What this task involves
Every line in the records below between the one holding "use std::time::Duration;" and the one holding "an honest network", inclusive, is to be set down exactly; all other lines are to be left out.

Dataset extract
Content starts

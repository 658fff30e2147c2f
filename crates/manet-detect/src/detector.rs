//! Timing-based wormhole detection
//!
//! A route that claims `H` hops should take roughly `H` per-hop round trips
//! to traverse. A tunnel lets a route claim hops it never paid for in time,
//! so its RTT falls below what the hop count predicts.

use std::time::Duration;

use manet_core::{
    Classification, DetectionVerdict, Detector, Evidence, RouteKey, RttEstimate, VerdictBasis,
};
use serde::{Deserialize, Serialize};
use tracing::{debug, warn};

/// Per-hop round-trip timing of an honest network
#[derive(Debug, Clone, Copy, PartialEq, Eq, Serialize, Deserialize)]
pub struct Baseline {
    /// Mean round trip per hop
    pub per_hop: Duration,
    /// Upper bound of the per-hop round trip
    pub per_hop_bound: Duration,
}

impl Baseline {
    pub fn new(per_hop: Duration, per_hop_bound: Duration) -> Self {
        Self {
            per_hop,
            per_hop_bound: per_hop_bound.max(per_hop),
        }
    }

    /// Baseline with no spread
    pub fn exact(per_hop: Duration) -> Self {
        Self::new(per_hop, per_hop)
    }
}

/// Detector thresholds
#[derive(Debug, Clone, Copy, PartialEq, Serialize, Deserialize)]
pub struct DetectorConfig {
    /// Fraction below the expected RTT still considered honest
    pub tolerance: f64,
    /// Samples required before a route can be judged
    pub min_samples: u32,
    /// Shorter routes are never judged
    pub min_hops: u8,
}

impl Default for DetectorConfig {
    fn default() -> Self {
        Self {
            tolerance: 0.2,
            min_samples: 1,
            min_hops: 2,
        }
    }
}

impl DetectorConfig {
    pub fn with_tolerance(mut self, tolerance: f64) -> Self {
        self.tolerance = tolerance;
        self
    }

    pub fn with_min_samples(mut self, min_samples: u32) -> Self {
        self.min_samples = min_samples;
        self
    }

    pub fn with_min_hops(mut self, min_hops: u8) -> Self {
        self.min_hops = min_hops;
        self
    }
}

/// Flags routes that are faster than their hop count allows
#[derive(Debug, Clone)]
pub struct RttDetector {
    baseline: Baseline,
    config: DetectorConfig,
}

impl RttDetector {
    pub fn new(baseline: Baseline, config: DetectorConfig) -> Self {
        Self { baseline, config }
    }

    pub fn baseline(&self) -> Baseline {
        self.baseline
    }

    pub fn config(&self) -> &DetectorConfig {
        &self.config
    }

    fn evidence(&self, hops: u8, estimate: &RttEstimate) -> Evidence {
        let hops_u32 = u32::from(hops);
        let expected = self.baseline.per_hop * hops_u32;
        let tolerance = self.config.tolerance.clamp(0.0, 1.0);
        Evidence {
            observed_srtt: estimate.srtt,
            observed_bound: estimate.bound,
            expected_rtt: expected,
            expected_floor: scale(expected, 1.0 - tolerance),
            expected_ceiling: self.baseline.per_hop_bound * hops_u32,
            hops,
            samples: estimate.samples,
        }
    }
}

impl Detector for RttDetector {
    fn evaluate(
        &self,
        route: RouteKey,
        reported_hops: u8,
        estimate: &RttEstimate,
    ) -> DetectionVerdict {
        let evidence = self.evidence(reported_hops, estimate);

        if estimate.samples < self.config.min_samples {
            debug!(%route, samples = estimate.samples, "Not enough samples to judge route");
            return DetectionVerdict::accepted(route, VerdictBasis::InsufficientSamples, evidence);
        }
        if reported_hops < self.config.min_hops {
            debug!(%route, hops = reported_hops, "Route too short to judge");
            return DetectionVerdict::accepted(route, VerdictBasis::BelowMinimumHops, evidence);
        }

        if estimate.srtt < evidence.expected_floor {
            warn!(
                %route,
                hops = reported_hops,
                srtt_us = estimate.srtt.as_micros() as u64,
                floor_us = evidence.expected_floor.as_micros() as u64,
                "Route faster than its hop count allows"
            );
            return DetectionVerdict {
                route,
                classification: Classification::SuspectedWormhole,
                basis: VerdictBasis::Measured,
                evidence,
            };
        }

        if estimate.srtt > evidence.expected_ceiling {
            debug!(%route, srtt_us = estimate.srtt.as_micros() as u64, "Route slower than baseline bound");
        }
        DetectionVerdict::accepted(route, VerdictBasis::Measured, evidence)
    }
}

fn scale(duration: Duration, factor: f64) -> Duration {
    Duration::from_nanos((duration.as_nanos() as f64 * factor).round() as u64)
}

/// Detector used when the countermeasure is off
#[derive(Debug, Clone, Copy, Default)]
pub struct PassthroughDetector;

impl Detector for PassthroughDetector {
    fn evaluate(
        &self,
        route: RouteKey,
        reported_hops: u8,
        estimate: &RttEstimate,
    ) -> DetectionVerdict {
        let evidence = Evidence {
            observed_srtt: estimate.srtt,
            observed_bound: estimate.bound,
            hops: reported_hops,
            samples: estimate.samples,
            ..Evidence::default()
        };
        DetectionVerdict::accepted(route, VerdictBasis::Disabled, evidence)
    }
}

#[cfg(test)]
mod tests {
    use super::*;
    use manet_core::NodeId;

    fn route() -> RouteKey {
        RouteKey::new(NodeId(1), NodeId(4), NodeId(0))
    }

    fn estimate(srtt: Duration, samples: u32) -> RttEstimate {
        RttEstimate {
            srtt,
            rttvar: srtt / 2,
            bound: srtt * 3,
            samples,
        }
    }

    fn detector() -> RttDetector {
        RttDetector::new(
            Baseline::new(Duration::from_millis(2), Duration::from_micros(2_400)),
            DetectorConfig::default(),
        )
    }

    #[test]
    fn test_tunnel_route_suspected() {
        // 3 hops claimed, but the round trip looks like a single hop
        let verdict = detector().evaluate(route(), 3, &estimate(Duration::from_millis(2), 1));
        assert_eq!(verdict.classification, Classification::SuspectedWormhole);
        assert_eq!(verdict.basis, VerdictBasis::Measured);
        assert_eq!(verdict.evidence.expected_rtt, Duration::from_millis(6));
        assert_eq!(verdict.evidence.expected_floor, Duration::from_micros(4_800));
        assert_eq!(verdict.evidence.expected_ceiling, Duration::from_micros(7_200));
    }

    #[test]
    fn test_honest_route_accepted() {
        let verdict = detector().evaluate(route(), 3, &estimate(Duration::from_millis(6), 4));
        assert_eq!(verdict.classification, Classification::Accepted);
        assert_eq!(verdict.basis, VerdictBasis::Measured);
    }

    #[test]
    fn test_within_tolerance_accepted() {
        let verdict = detector().evaluate(route(), 3, &estimate(Duration::from_micros(4_900), 2));
        assert!(!verdict.is_suspected());
    }

    #[test]
    fn test_insufficient_samples_accepted() {
        let detector = RttDetector::new(
            Baseline::exact(Duration::from_millis(2)),
            DetectorConfig::default().with_min_samples(3),
        );
        let verdict = detector.evaluate(route(), 3, &estimate(Duration::from_micros(100), 2));
        assert_eq!(verdict.classification, Classification::Accepted);
        assert_eq!(verdict.basis, VerdictBasis::InsufficientSamples);
    }

    #[test]
    fn test_empty_estimate_accepted() {
        let verdict = detector().evaluate(route(), 3, &RttEstimate::default());
        assert_eq!(verdict.basis, VerdictBasis::InsufficientSamples);
    }

    #[test]
    fn test_short_route_not_judged() {
        let verdict = detector().evaluate(route(), 1, &estimate(Duration::from_micros(10), 5));
        assert_eq!(verdict.classification, Classification::Accepted);
        assert_eq!(verdict.basis, VerdictBasis::BelowMinimumHops);
    }

    #[test]
    fn test_passthrough_always_accepts() {
        let verdict =
            PassthroughDetector.evaluate(route(), 3, &estimate(Duration::from_micros(1), 9));
        assert_eq!(verdict.classification, Classification::Accepted);
        assert_eq!(verdict.basis, VerdictBasis::Disabled);
        assert_eq!(verdict.evidence.samples, 9);
    }

    #[test]
    fn test_baseline_bound_never_below_mean() {
        let baseline = Baseline::new(Duration::from_millis(3), Duration::from_millis(1));
        assert_eq!(baseline.per_hop_bound, Duration::from_millis(3));
    }
}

Content ends

Result of the exercise
use std::time::Duration;

use manet_core::{
    Classification, DetectionVerdict, Detector, Evidence, RouteKey, RttEstimate, VerdictBasis,
};
use serde::{Deserialize, Serialize};
use tracing::{debug, warn};

/// Per-hop round-trip timing of an honest network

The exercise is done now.